**PROBLEM DETAILS**
Please retype every entry below, keeping it exactly the same.

(Stored items)
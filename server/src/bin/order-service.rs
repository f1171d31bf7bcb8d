//! Order service: order API, store and event publisher.

use courier_server::config::ORDER_SERVICE_PORT;
use courier_server::{Application, Config, init_tracing};

#[tokio::main]
async fn main() -> anyhow::Result<()> {
    let config = Config::from_env(ORDER_SERVICE_PORT)?;
    init_tracing(&config.server.log_level, config.server.log_format);

    tracing::info!(
        service = %config.service.name,
        version = %config.service.version,
        "Starting order service"
    );

    Application::order_service(&config).await?.run().await
}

**SOLUTION FOR THIS TASK**
filename server/src/bin/order-service.rs
repository f1171d31bf7bcb8d
//! Order service: order API, store and event publisher.

use courier_server::config::ORDER_SERVICE_PORT;
use courier_server::{Application, Config, init_tracing};

#[tokio::main]
async fn main() -> anyhow::Result<()> {
    let config = Config::from_env(ORDER_SERVICE_PORT)?;
    init_tracing(&config.server.log_level, config.server.log_format);

    tracing::info!(
        service = %config.service.name,
        version = %config.service.version,
        "Starting order service"
    );

    Application::order_service(&config).await?.run().await
}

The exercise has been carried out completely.